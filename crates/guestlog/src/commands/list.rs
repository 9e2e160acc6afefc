//! List command implementation

use anyhow::Result;
use guestlog_ipc::{IpcClient, Request, Response};

use crate::output::print_log_table;

pub async fn execute(client: &IpcClient) -> Result<()> {
    match client.send(&Request::GuestLogList).await? {
        Response::LogList { logs } => {
            print_log_table(&logs);
            Ok(())
        }
        response => Err(super::unexpected(response)),
    }
}
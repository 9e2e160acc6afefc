//! Command implementations

pub mod action;
pub mod build_path;
pub mod list;
pub mod ping;
pub mod status;
pub mod validate;

use anyhow::{anyhow, Error};
use guestlog_core::constants;
use guestlog_ipc::{IpcClient, Response};
use std::path::PathBuf;

use crate::output::print_error;

/// IPC client for the given socket, or the default agent socket
pub fn get_client(socket: Option<PathBuf>) -> IpcClient {
    IpcClient::new(socket.unwrap_or_else(constants::socket_path))
}

/// Report a response the command did not expect and turn it into an error
pub fn unexpected(response: Response) -> Error {
    match response {
        Response::Error { kind, message } => {
            print_error(&message);
            anyhow!("{} ({})", message, kind)
        }
        _ => {
            print_error("Unexpected response from daemon");
            anyhow!("Unexpected response")
        }
    }
}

============================================================

## What you will do
Where a line in the listing above contains "logs", copy that line.

## Expected answer
        Response::LogList { logs } => {
            print_log_table(&logs);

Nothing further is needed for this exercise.